来源:生物谷 2014-07-10 09:05

2014年7月10日 讯 /生物谷BIOON/ --近日,刊登在国际杂志PNAS上一项研究表明,缺乏睡眠会影响人体的新陈代谢。这项研究对于在合适的时间去检查疾病比如癌症,心脏病还有对药物的有效管理是非常有用的。

研究者调查在睡眠缺乏,生物钟紊乱,新陈代谢与发现一天时间中一个清晰的代谢变化之间有一定的关系。

健康的成年男性志愿者被放置到一个环境中,在这个环境中,光线、睡眠、饮食和姿势都被有效控制。研究者每两小时收集一次血样为了观察一天之中代谢标记物如何改变。在开始的24小时当中,参与者经历了正常的睡眠与苏醒的循环。紧随24小时不休息的状态之后调查睡眠缺乏对代谢节律的影响。结果显示由于睡眠缺乏使得代谢过程显著增加。27种代谢物包括5-羟色胺,相比较于睡眠期,它在睡眠不足期会更高水平的出现。

文章的第一作者表示,如果我们要对一种疾病进行诊断测试,考虑到血样标本花费时间是非常有必要的,它对代谢地影响非常重要。这也对药品的管理是非常关键的,并且确定何时药品是最有效的。这被认为是案审理的方式,因为许多人如轮班工作者有不同的睡眠/唤醒周期和时间,这需要适应他们的生物钟。

研究者Florence Raynaud表明,研究精确测量大量的代谢物变化的时间和不同的睡眠模式。研究结果非常重要的解释了血液检测的结果,并且理解为什么有些人对药物的反应不同。他们在代谢过程和癌症等疾病之间也为未来研究设置参考点。(生物谷Bioon.com)

Effect of sleep deprivation on the human metabolome.

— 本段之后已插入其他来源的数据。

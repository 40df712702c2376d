//! OpenAI client construction.

use crate::error::{LecnavError, Result};
use async_openai::{config::OpenAIConfig, Client};
use std::time::Duration;

/// Default timeout for OpenAI API requests.
const DEFAULT_TIMEOUT_SECS: u64 = 60;

/// Create an OpenAI client with the default request timeout.
pub fn create_client() -> Result<Client<OpenAIConfig>> {
    create_client_with_timeout(Duration::from_secs(DEFAULT_TIMEOUT_SECS))
}

/// Create an OpenAI client with a custom timeout.
///
/// The API key is read from `OPENAI_API_KEY`.
pub fn create_client_with_timeout(timeout: Duration) -> Result<Client<OpenAIConfig>> {
    let http_client = reqwest::Client::builder().timeout(timeout).build()?;

    Ok(Client::with_config(OpenAIConfig::default()).with_http_client(http_client))
}

/// Check whether an OpenAI API key is available in the environment.
pub fn is_api_key_configured() -> bool {
    std::env::var("OPENAI_API_KEY").is_ok_and(|key| !key.trim().is_empty())
}

/// Fail early with a readable message when no API key is set.
pub fn require_api_key() -> Result<()> {
    if is_api_key_configured() {
        Ok(())
    } else {
        Err(LecnavError::Config(
            "OPENAI_API_KEY is not set; it is required to embed text".to_string(),
        ))
    }
}
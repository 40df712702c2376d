//! Search command implementation.

use crate::cli::Output;
use crate::config::Settings;
use crate::embedding::OpenAIEmbedder;
use crate::openai::require_api_key;
use crate::retrieval::{HybridRetriever, Query, StoreBackend};
use crate::segment::format_timestamp;
use crate::vector_store::open_store;
use anyhow::Result;
use std::sync::Arc;

/// Run the search command.
pub async fn run_search(
    query: &str,
    k: Option<usize>,
    source: Option<String>,
    settings: Settings,
) -> Result<()> {
    let query = Query::new(query, k.unwrap_or(settings.retrieval.default_k)).with_source(source);
    query.validate()?;
    require_api_key()?;

    let embedder = Arc::new(OpenAIEmbedder::from_settings(&settings.embedding)?);
    let backend = Arc::new(StoreBackend::new(open_store(&settings)?));
    let retriever =
        HybridRetriever::new(embedder, backend).with_config(settings.retrieval.to_config()?);

    let spinner = Output::spinner("Searching...");
    let results = retriever.search(&query).await;
    spinner.finish_and_clear();

    match results {
        Ok(hits) => {
            if hits.is_empty() {
                Output::warning("No results found matching your query.");
            } else {
                Output::success(&format!("Found {} results", hits.len()));

                for hit in &hits {
                    Output::search_result(
                        &hit.source_title,
                        &format_timestamp(hit.chunk.start),
                        &format_timestamp(hit.chunk.end),
                        hit.score,
                        &hit.chunk.text,
                    );
                }
            }
        }
        Err(e) => {
            Output::error(&format!("Search failed: {}", e));
            return Err(e.into());
        }
    }

    Ok(())
}
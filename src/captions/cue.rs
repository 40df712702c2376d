//! SRT and WebVTT cue parsing.

use crate::error::{LecnavError, Result};
use crate::segment::{TextCleaner, TimedUnit};
use regex::Regex;
use std::sync::OnceLock;

fn timing_regex() -> &'static Regex {
    static TIMING: OnceLock<Regex> = OnceLock::new();
    TIMING.get_or_init(|| {
        Regex::new(
            r"^\s*((?:\d+:)?\d{1,2}:\d{2}[.,]\d{1,3})\s*-->\s*((?:\d+:)?\d{1,2}:\d{2}[.,]\d{1,3})",
        )
        .expect("Invalid cue timing regex")
    })
}

fn markup_regex() -> &'static Regex {
    static MARKUP: OnceLock<Regex> = OnceLock::new();
    MARKUP.get_or_init(|| {
        Regex::new(r"<[^>]*>").expect("Invalid markup regex")
    })
}

/// Parse the cues of an SRT or WebVTT document.
///
/// Blocks are separated by blank lines. A block contributes a unit when it holds a
/// `start --> end` timing line; text lines after it are joined and cleaned. Blocks
/// without a timing line (the `WEBVTT` header, `NOTE`, `STYLE`) are skipped.
pub fn parse_cues(content: &str, cleaner: &TextCleaner) -> Result<Vec<TimedUnit>> {
    let content = content.trim_start_matches('\u{feff}').replace("\r\n", "\n");
    let mut units = Vec::new();

    let mut block: Vec<(usize, &str)> = Vec::new();
    for (idx, line) in content.lines().enumerate() {
        if line.trim().is_empty() {
            if let Some(unit) = parse_block(&block, cleaner)? {
                units.push(unit);
            }
            block.clear();
        } else {
            block.push((idx + 1, line));
        }
    }
    if let Some(unit) = parse_block(&block, cleaner)? {
        units.push(unit);
    }

    Ok(units)
}

fn parse_block(block: &[(usize, &str)], cleaner: &TextCleaner) -> Result<Option<TimedUnit>> {
    let Some(pos) = block.iter().position(|(_, line)| line.contains("-->")) else {
        return Ok(None);
    };

    let (line_no, timing_line) = block[pos];
    let caps = timing_regex()
        .captures(timing_line)
        .ok_or_else(|| LecnavError::CaptionParse {
            line: line_no,
            message: format!("malformed cue timing '{}'", timing_line.trim()),
        })?;

    let start = parse_timestamp(&caps[1], line_no)?;
    let end = parse_timestamp(&caps[2], line_no)?;
    if end < start {
        return Err(LecnavError::CaptionParse {
            line: line_no,
            message: format!("cue ends ({}) before it starts ({})", end, start),
        });
    }

    let raw = block[pos + 1..]
        .iter()
        .map(|(_, line)| *line)
        .collect::<Vec<_>>()
        .join(" ");
    let text = cleaner.clean(&markup_regex().replace_all(&raw, ""));

    if text.is_empty() {
        return Ok(None);
    }

    Ok(Some(TimedUnit::new(start, end, text)))
}

/// Parse `HH:MM:SS,mmm`, `HH:MM:SS.mmm` or `MM:SS.mmm` into seconds.
pub fn parse_timestamp(value: &str, line: usize) -> Result<f64> {
    let invalid = || LecnavError::CaptionParse {
        line,
        message: format!("invalid timestamp '{}'", value),
    };

    let normalized = value.trim().replace(',', ".");
    let parts: Vec<&str> = normalized.split(':').collect();
    let (hours, minutes, seconds) = match parts.as_slice() {
        [h, m, s] => (*h, *m, *s),
        [m, s] => ("0", *m, *s),
        _ => return Err(invalid()),
    };

    let hours: u64 = hours.parse().map_err(|_| invalid())?;
    let minutes: u64 = minutes.parse().map_err(|_| invalid())?;
    let seconds: f64 = seconds.parse().map_err(|_| invalid())?;
    if minutes >= 60 || !(0.0..60.0).contains(&seconds) {
        return Err(invalid());
    }

    let whole = hours
        .checked_mul(3600)
        .and_then(|h| h.checked_add(minutes * 60))
        .ok_or_else(invalid)?;
    Ok(whole as f64 + seconds)
}

#[cfg(test)]
mod tests {
    use super::*;

    #[test]
    fn test_parse_srt() {
        let srt = "1\n00:00:00,000 --> 00:00:03,000\nHello world\n\n2\n00:00:02,500 --> 00:00:05,000\nSecond line\n";
        let units = parse_cues(srt, &TextCleaner::default()).unwrap();

        assert_eq!(units.len(), 2);
        assert_eq!(units[0], TimedUnit::new(0.0, 3.0, "Hello world"));
        assert_eq!(units[1].start, 2.5);
        assert_eq!(units[1].text, "Second line");
    }

    #[test]
    fn test_parse_vtt_with_header_and_settings() {
        let vtt = "WEBVTT\n\nNOTE a comment\n\nintro\n00:00.000 --> 00:05.000 align:start\n<v Speaker>Hello</v> <c>world</c>\n\n00:00:04.000 --> 00:00:09.000\nSecond\nline um\n";
        let units = parse_cues(vtt, &TextCleaner::default()).unwrap();

        assert_eq!(units.len(), 2);
        assert_eq!(units[0], TimedUnit::new(0.0, 5.0, "Hello world"));
        assert_eq!(units[1], TimedUnit::new(4.0, 9.0, "Second line"));
    }

    #[test]
    fn test_crlf_and_bom() {
        let srt = "\u{feff}1\r\n00:00:01,000 --> 00:00:02,000\r\nHi\r\n";
        let units = parse_cues(srt, &TextCleaner::default()).unwrap();
        assert_eq!(units, vec![TimedUnit::new(1.0, 2.0, "Hi")]);
    }

    #[test]
    fn test_skips_empty_cues() {
        let srt = "1\n00:00:01,000 --> 00:00:02,000\nuh\n\n2\n00:00:03,000 --> 00:00:04,000\nkept\n";
        let units = parse_cues(srt, &TextCleaner::default()).unwrap();
        assert_eq!(units.len(), 1);
        assert_eq!(units[0].text, "kept");
    }

    #[test]
    fn test_malformed_timing_reports_line() {
        let srt = "1\n00:00:01,000 --> 00:00:02,000\nok\n\n2\nbogus --> 00:00:04,000\nbad\n";
        match parse_cues(srt, &TextCleaner::default()) {
            Err(LecnavError::CaptionParse { line, .. }) => assert_eq!(line, 6),
            other => panic!("expected caption parse error, got {:?}", other),
        }
    }

    #[test]
    fn test_end_before_start_is_rejected() {
        let srt = "1\n00:00:05,000 --> 00:00:02,000\nbackwards\n";
        assert!(parse_cues(srt, &TextCleaner::default()).is_err());
    }

    #[test]
    fn test_parse_timestamp() {
        assert_eq!(parse_timestamp("00:00:00,000", 1).unwrap(), 0.0);
        assert_eq!(parse_timestamp("00:01:01.500", 1).unwrap(), 61.5);
        assert_eq!(parse_timestamp("01:01:01,250", 1).unwrap(), 3661.25);
        assert_eq!(parse_timestamp("02:05.000", 1).unwrap(), 125.0);
        assert!(parse_timestamp("1:2:3:4", 1).is_err());
        assert!(parse_timestamp("00:75:00.000", 1).is_err());
    }

    #[test]
    fn test_huge_hours_are_rejected() {
        assert!(parse_timestamp("18446744073709551615:00:00,000", 3).is_err());
        assert!(parse_timestamp("99999999999999999999:00:00,000", 3).is_err());

        let srt = "1\n18446744073709551615:00:00,000 --> 18446744073709551615:00:01,000\nhello\n";
        match parse_cues(srt, &TextCleaner::default()) {
            Err(LecnavError::CaptionParse { line, .. }) => assert_eq!(line, 2),
            other => panic!("expected caption parse error, got {:?}", other),
        }
    }
}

Sarah K. Daviesa, Joo Ern Angb, Victoria L. Revella, Ben Holmesa, Anuska Manna, Francesca P. Robertsona, Nanyi Cuia, Benita Middletona, Katrin Ackermannc,1, Manfred Kayserc, Alfred E. Thumsera, Florence I. Raynaudb,2, and Debra J. Skenea,2,3

Sleep restriction and circadian clock disruption are associated with metabolic disorders such as obesity, insulin resistance, and diabetes. The metabolic pathways involved in human sleep, however, have yet to be investigated with the use of a metabolomics approach. Here we have used untargeted and targeted liquid chromatography (LC)/MS metabolomics to examine the effect of acute sleep deprivation on plasma metabolite rhythms. Twelve healthy young male subjects remained in controlled laboratory conditions with respect to environmental light, sleep, meals, and posture during a 24-h wake/sleep cycle, followed by 24 h of wakefulness. Two-hourly plasma samples collected over the 48 h period were analyzed by LC/MS. Principal component analysis revealed a clear time of day variation with a significant cosine fit during the wake/sleep cycle and during 24 h of wakefulness in untargeted and targeted analysis. Of 171 metabolites quantified, daily rhythms were observed in the majority (n = 109), with 78 of these maintaining their rhythmicity during 24 h of wakefulness, most with reduced amplitude (n = 66). During sleep deprivation, 27 metabolites (tryptophan, serotonin, taurine, 8 acylcarnitines, 13 glycerophospholipids, and 3 sphingolipids) exhibited significantly increased levels compared with during sleep. The increased levels of serotonin, tryptophan, and taurine may explain the antidepressive effect of acute sleep deprivation and deserve further study. This report, to our knowledge the first of metabolic profiling during sleep and sleep deprivation and characterization of 24 h rhythms under these conditions, offers a novel view of human sleep/wake regulation.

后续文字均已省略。